Muchas gracias, amigo/a "Anónimo". Me honra saber que desea tener este libro en su biblioteca.

G.Municio dijo...

Mi felicitación por la nueva entrega sobre schopenhauer de L-F.Moreno Claros..esperando "Correspondencia completa ",,"Entrevistas"..y el "Schopenhauer en España"!!

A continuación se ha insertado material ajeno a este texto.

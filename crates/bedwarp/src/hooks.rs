//! Lifecycle hooks for whatever embeds the proxy.

use tracing::{error, info};

/// Notified when the proxy starts and when it has stopped.
///
/// Both methods run on the task that called [`ProxyServer::start`] or
/// [`ProxyHandle::shutdown`] and should return quickly.
///
/// [`ProxyServer::start`]: crate::ProxyServer::start
/// [`ProxyHandle::shutdown`]: crate::ProxyHandle::shutdown
pub trait LifecycleObserver: Send + Sync + 'static {
    /// Called once per start attempt. `failed` is true when the listener
    /// could not be bound.
    fn on_started(&self, failed: bool) {
        let _ = failed;
    }

    /// Called after shutdown has finished.
    fn on_disable(&self) {}
}

/// Writes lifecycle events to the log.
#[derive(Debug, Clone, Copy, Default)]
pub struct LoggingObserver;

impl LifecycleObserver for LoggingObserver {
    fn on_started(&self, failed: bool) {
        if failed {
            error!("proxy failed to start");
        } else {
            info!("proxy is up");
        }
    }

    fn on_disable(&self) {
        info!("proxy disabled");
    }
}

Luis Fernando Moreno Claros dijo...

¡Muchas gracias, amigo G. Municio, por tu comentario!
La correspondencia no tardará ya mucho; las "entrevistas", quizá te refieras a "Diálogos con Schopenhauer", que acaba de publicar Acantilado. Y lo de "Schopenhauer en España",eso queda para otros estudiosos del filósofo; por mi parte publiqué en su día un artículo en la revista "Daimón" (Universidad de Murcia) sobre este asunto "Schopenhauer en España" (en el nº 8, 1994) y ya no voy a volver a ello. Saludos cordiales.

Unknown dijo...

Enhorabuena por esta nueva traducción y por las dos biografías de nuestro admirado Arthur Shopenhauer. Las he leído dos veces casa una. Leeré la de Gwinner con el mismo interés con que he leído las otras traducciones y trabajos publicados por L F Moreno Claros. Pedro Caldentey, un abogado y licenciado en Filosofía nacido en los primeros sesenta del siglo XX.

Luis Fernando Moreno Claros dijo...

Me honra mucho su comentario, Pedro; se lo agradezco. Espero no decepcionarle en el futuro. Un saludo muy cordial.